Birthdays and Disabilities Are Like Cake and Ice Cream
Birthdays and disabilities are like cake and ice cream for my family. We can’t have one without the other. For many years I didn’t appreciate this truth. Now I do. Today is my birthday again, and I’ll welcome joy and sorrow to my party. They’ve put in appearances before.
I have no doubt that they’ll do it again.

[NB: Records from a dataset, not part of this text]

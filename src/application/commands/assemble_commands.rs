//! Assemble Commands

use std::collections::BTreeMap;
use std::path::PathBuf;
use uuid::Uuid;

use crate::application::synthesis::SynthesisReport;
use crate::domain::{BedPlacement, LyricsEntry};

/// 生成一期广播
#[derive(Debug, Clone)]
pub struct AssembleBroadcast {
    /// 带提示符的完整脚本
    pub script: String,
    /// 覆盖输出模板的目标路径
    pub output: Option<PathBuf>,
}

/// 生成结果
///
/// `metadata` 供上传、指纹提交等下游使用，不会反过来影响生成过程
#[derive(Debug, Clone)]
pub struct BroadcastArtifact {
    pub run_id: Uuid,
    pub path: PathBuf,
    pub duration_ms: u64,
    pub lyrics: Vec<LyricsEntry>,
    pub bed: BedPlacement,
    pub gain_tags: Vec<(String, String)>,
    pub metadata: BTreeMap<String, String>,
    pub synthesis: SynthesisReport,
}
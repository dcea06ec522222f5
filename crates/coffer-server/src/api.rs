use std::sync::Arc;

use axum::{
    async_trait,
    extract::{DefaultBodyLimit, FromRequestParts, Path, State},
    http::request::Parts,
    routing::{get, post},
    Json, Router,
};
use tower_http::trace::TraceLayer;
use tracing::info;

use coffer_shared::constants::{MAX_FILE_SIZE, UNAUTHENTICATED};
use coffer_shared::protocol::{
    AcceptRequest, AcceptResponse, DownloadResponse, InviteRequest, NumberRequest, NumberResponse,
    RegisterRequest, RemoveRequest, RemoveResponse, ShareResponse, TokenRequest, TokenResponse,
    UploadRequest, UploadResponse,
};

use crate::auth::AuthService;
use crate::error::ServerError;
use crate::files::FileService;
use crate::invites::InviteService;
use crate::replication::Replicator;
use crate::vault::FileVault;

#[derive(Clone)]
pub struct AppState {
    pub auth: Arc<AuthService>,
    pub files: Arc<FileService>,
    pub invites: Arc<InviteService>,
    pub vault: Arc<FileVault>,
    pub replicator: Arc<Replicator>,
}

/// The request-scoped caller identity, resolved from the bearer token.
/// Extraction never fails: an absent or invalid token yields the sentinel
/// id, which protected handlers reject via [`Principal::require`].
pub struct Principal {
    pub id: i64,
    pub token: Option<String>,
}

impl Principal {
    fn require(&self) -> Result<i64, ServerError> {
        if self.id == UNAUTHENTICATED {
            return Err(ServerError::Unauthenticated);
        }
        Ok(self.id)
    }
}

#[async_trait]
impl FromRequestParts<AppState> for Principal {
    type Rejection = std::convert::Infallible;

    async fn from_request_parts(
        parts: &mut Parts,
        state: &AppState,
    ) -> Result<Self, Self::Rejection> {
        let token = parts
            .headers
            .get(axum::http::header::AUTHORIZATION)
            .and_then(|v| v.to_str().ok())
            .and_then(|v| v.strip_prefix("Bearer "))
            .map(str::to_string);

        let id = state.auth.authenticate(token.as_deref());
        Ok(Principal { id, token })
    }
}

pub fn build_router(state: AppState) -> Router {
    Router::new()
        .route("/register", post(register))
        .route("/number", post(get_number))
        .route("/token", post(get_token))
        .route("/upload", post(upload))
        .route("/download/:name", get(download))
        .route("/share/:username", get(share))
        .route("/invite", post(invite))
        .route("/accept", post(accept))
        .route("/remove", post(remove))
        .route("/ping", get(ping))
        // Ciphertext crosses the wire as a JSON byte array, roughly 4x its size.
        .layer(DefaultBodyLimit::max(MAX_FILE_SIZE * 4))
        .layer(TraceLayer::new_for_http())
        .with_state(state)
}

// ---------------------------------------------------------------------------
// Identity & session
// ---------------------------------------------------------------------------

async fn register(
    State(state): State<AppState>,
    Json(req): Json<RegisterRequest>,
) -> Result<Json<serde_json::Value>, ServerError> {
    state
        .replicator
        .forward("/register", serde_json::to_value(&req)?, None)
        .await;

    let user = state.auth.register(&req.username, &req.certificate_pem).await?;
    state.vault.ensure_user_dir(user.id).await?;

    Ok(Json(serde_json::json!({})))
}

async fn get_number(
    State(state): State<AppState>,
    Json(req): Json<NumberRequest>,
) -> Result<Json<NumberResponse>, ServerError> {
    let nonce = state.auth.issue_challenge(&req.username).await?;
    Ok(Json(NumberResponse { nonce }))
}

async fn get_token(
    State(state): State<AppState>,
    Json(req): Json<TokenRequest>,
) -> Result<Json<TokenResponse>, ServerError> {
    let (token, pending_invites) = state
        .auth
        .verify_challenge(&req.username, &req.signed_nonce)
        .await?;
    Ok(Json(TokenResponse {
        token,
        pending_invites,
    }))
}

// ---------------------------------------------------------------------------
// Files
// ---------------------------------------------------------------------------

async fn upload(
    State(state): State<AppState>,
    principal: Principal,
    Json(req): Json<UploadRequest>,
) -> Result<Json<UploadResponse>, ServerError> {
    let caller = principal.require()?;

    state
        .replicator
        .forward("/upload", serde_json::to_value(&req)?, principal.token.as_deref())
        .await;

    let version = state.files.upload(caller, &req).await?;
    Ok(Json(UploadResponse { version }))
}

async fn download(
    State(state): State<AppState>,
    principal: Principal,
    Path(name): Path<String>,
) -> Result<Json<DownloadResponse>, ServerError> {
    let caller = principal.require()?;
    let response = state.files.download(caller, &name).await?;
    Ok(Json(response))
}

async fn share(
    State(state): State<AppState>,
    principal: Principal,
    Path(username): Path<String>,
) -> Result<Json<ShareResponse>, ServerError> {
    principal.require()?;
    let certificate_pem = state.files.share(&username).await?;
    Ok(Json(ShareResponse { certificate_pem }))
}

async fn remove(
    State(state): State<AppState>,
    principal: Principal,
    Json(req): Json<RemoveRequest>,
) -> Result<Json<RemoveResponse>, ServerError> {
    let caller = principal.require()?;

    state
        .replicator
        .forward("/remove", serde_json::to_value(&req)?, principal.token.as_deref())
        .await;

    let collaborators = state
        .files
        .remove(caller, &req.username, &req.file_name)
        .await?;
    Ok(Json(RemoveResponse { collaborators }))
}

// ---------------------------------------------------------------------------
// Invites
// ---------------------------------------------------------------------------

async fn invite(
    State(state): State<AppState>,
    principal: Principal,
    Json(req): Json<InviteRequest>,
) -> Result<Json<serde_json::Value>, ServerError> {
    let caller = principal.require()?;

    state
        .replicator
        .forward("/invite", serde_json::to_value(&req)?, principal.token.as_deref())
        .await;

    state
        .invites
        .invite(caller, &req.username, &req.file_name, &req.wrapped_key)
        .await?;
    Ok(Json(serde_json::json!({})))
}

async fn accept(
    State(state): State<AppState>,
    principal: Principal,
    Json(req): Json<AcceptRequest>,
) -> Result<Json<AcceptResponse>, ServerError> {
    let caller = principal.require()?;

    state
        .replicator
        .forward("/accept", serde_json::to_value(&req)?, principal.token.as_deref())
        .await;

    let wrapped_key = state.invites.accept(caller, &req.file_name).await?;
    Ok(Json(AcceptResponse { wrapped_key }))
}

// ---------------------------------------------------------------------------
// Replication probe
// ---------------------------------------------------------------------------

/// Heartbeat target for the backup. Carries no data on purpose.
async fn ping() -> Json<serde_json::Value> {
    Json(serde_json::json!({}))
}

pub async fn serve(state: AppState, addr: std::net::SocketAddr) -> anyhow::Result<()> {
    let app = build_router(state);

    info!(addr = %addr, "Starting HTTP API server");

    let listener = tokio::net::TcpListener::bind(addr).await?;
    axum::serve(listener, app).await?;

    Ok(())
}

They first showed up the year I turned either two or three. I’m not sure which, but it was the first birthday I remember. My mom made a chocolate birthday cake with chocolate frosting. She decorated it with the outline of a clown holding a bunch of balloons. The strings were thinly piped icing and the balloons were round, sour ball candies. Then she covered the cake with foil, put it and me in the car, and drove to where my dad had been hospitalized since his diagnosis multiple sclerosis. We celebrated with him and a little girl he’d befriended. She was a few years older than me and lay on a stretcher throughout the party. She liked the cake and the candies, too.

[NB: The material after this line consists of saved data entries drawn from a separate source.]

//! Naming/discovery client.
//!
//! Maps the replica node names (`primary`, `backup`) to URIs through four
//! atomic single-record operations: `lookup`, `bind`, `unbind`, `rebind`.
//! Backed by either an HTTP registry or an in-process map for tests and
//! single-process deployments.

use std::collections::HashMap;
use std::sync::Arc;

use serde::{Deserialize, Serialize};
use tokio::sync::Mutex;

use crate::error::NetError;

#[derive(Debug, Clone, Serialize, Deserialize)]
struct NamingRecord {
    uri: String,
}

/// A handle to the naming service.
#[derive(Clone)]
pub enum Naming {
    Http(HttpNaming),
    Memory(MemoryNaming),
}

impl Naming {
    /// Resolve a node name to its bound URI.
    pub async fn lookup(&self, node: &str) -> Result<String, NetError> {
        match self {
            Naming::Http(n) => n.lookup(node).await,
            Naming::Memory(n) => n.lookup(node).await,
        }
    }

    /// Bind a node name to a URI. Fails if the node is already bound.
    pub async fn bind(&self, node: &str, uri: &str) -> Result<(), NetError> {
        match self {
            Naming::Http(n) => n.bind(node, uri).await,
            Naming::Memory(n) => n.bind(node, uri).await,
        }
    }

    /// Remove a node's binding. The URI must match the current record.
    pub async fn unbind(&self, node: &str, uri: &str) -> Result<(), NetError> {
        match self {
            Naming::Http(n) => n.unbind(node, uri).await,
            Naming::Memory(n) => n.unbind(node, uri).await,
        }
    }

    /// Bind a node name to a URI, replacing any existing record.
    pub async fn rebind(&self, node: &str, uri: &str) -> Result<(), NetError> {
        match self {
            Naming::Http(n) => n.rebind(node, uri).await,
            Naming::Memory(n) => n.rebind(node, uri).await,
        }
    }
}

// ---------------------------------------------------------------------------
// HTTP registry backend
// ---------------------------------------------------------------------------

/// Thin client for an HTTP naming registry exposing
/// `GET/POST/PUT/DELETE {base}/records/{node}`.
#[derive(Clone)]
pub struct HttpNaming {
    base_url: String,
    http: reqwest::Client,
}

impl HttpNaming {
    pub fn new(base_url: impl Into<String>) -> Self {
        Self {
            base_url: base_url.into().trim_end_matches('/').to_string(),
            http: reqwest::Client::new(),
        }
    }

    fn record_url(&self, node: &str) -> String {
        format!("{}/records/{}", self.base_url, node)
    }

    async fn lookup(&self, node: &str) -> Result<String, NetError> {
        let resp = self
            .http
            .get(self.record_url(node))
            .send()
            .await
            .map_err(|e| NetError::Naming(e.to_string()))?;

        if resp.status() == reqwest::StatusCode::NOT_FOUND {
            return Err(NetError::Naming(format!("node '{node}' is not bound")));
        }
        let record: NamingRecord = resp
            .error_for_status()
            .map_err(|e| NetError::Naming(e.to_string()))?
            .json()
            .await
            .map_err(|e| NetError::Naming(e.to_string()))?;
        Ok(record.uri)
    }

    async fn bind(&self, node: &str, uri: &str) -> Result<(), NetError> {
        self.http
            .post(self.record_url(node))
            .json(&NamingRecord {
                uri: uri.to_string(),
            })
            .send()
            .await
            .map_err(|e| NetError::Naming(e.to_string()))?
            .error_for_status()
            .map_err(|e| NetError::Naming(e.to_string()))?;
        Ok(())
    }

    async fn unbind(&self, node: &str, uri: &str) -> Result<(), NetError> {
        self.http
            .delete(self.record_url(node))
            .query(&[("uri", uri)])
            .send()
            .await
            .map_err(|e| NetError::Naming(e.to_string()))?
            .error_for_status()
            .map_err(|e| NetError::Naming(e.to_string()))?;
        Ok(())
    }

    async fn rebind(&self, node: &str, uri: &str) -> Result<(), NetError> {
        self.http
            .put(self.record_url(node))
            .json(&NamingRecord {
                uri: uri.to_string(),
            })
            .send()
            .await
            .map_err(|e| NetError::Naming(e.to_string()))?
            .error_for_status()
            .map_err(|e| NetError::Naming(e.to_string()))?;
        Ok(())
    }
}

// ---------------------------------------------------------------------------
// In-process backend
// ---------------------------------------------------------------------------

/// Shared in-memory record map with the same bind/unbind/rebind semantics.
#[derive(Clone, Default)]
pub struct MemoryNaming {
    records: Arc<Mutex<HashMap<String, String>>>,
}

impl MemoryNaming {
    pub fn new() -> Self {
        Self::default()
    }

    async fn lookup(&self, node: &str) -> Result<String, NetError> {
        self.records
            .lock()
            .await
            .get(node)
            .cloned()
            .ok_or_else(|| NetError::Naming(format!("node '{node}' is not bound")))
    }

    async fn bind(&self, node: &str, uri: &str) -> Result<(), NetError> {
        let mut records = self.records.lock().await;
        if records.contains_key(node) {
            return Err(NetError::Naming(format!("node '{node}' is already bound")));
        }
        records.insert(node.to_string(), uri.to_string());
        Ok(())
    }

    async fn unbind(&self, node: &str, uri: &str) -> Result<(), NetError> {
        let mut records = self.records.lock().await;
        match records.get(node) {
            Some(bound) if bound == uri => {
                records.remove(node);
                Ok(())
            }
            Some(_) => Err(NetError::Naming(format!(
                "node '{node}' is bound to a different uri"
            ))),
            None => Err(NetError::Naming(format!("node '{node}' is not bound"))),
        }
    }

    async fn rebind(&self, node: &str, uri: &str) -> Result<(), NetError> {
        self.records
            .lock()
            .await
            .insert(node.to_string(), uri.to_string());
        Ok(())
    }
}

Two things about that day remain vivid in my mind–her joyful wave when the nurse wheeled her away when the party ended, and the sorrow in Dad’s eyes as he waved back.
Joy and sorrow visited on my twenty-sixth birthday, too. My two-month-old son was in a hospital 750 miles away from home, and I was with him. He was recovering from an emergency operation to correct complications related to the life saving surgery he’d undergone at birth. I sat next to our two-month-old’s crib and watched his chest rise and fall.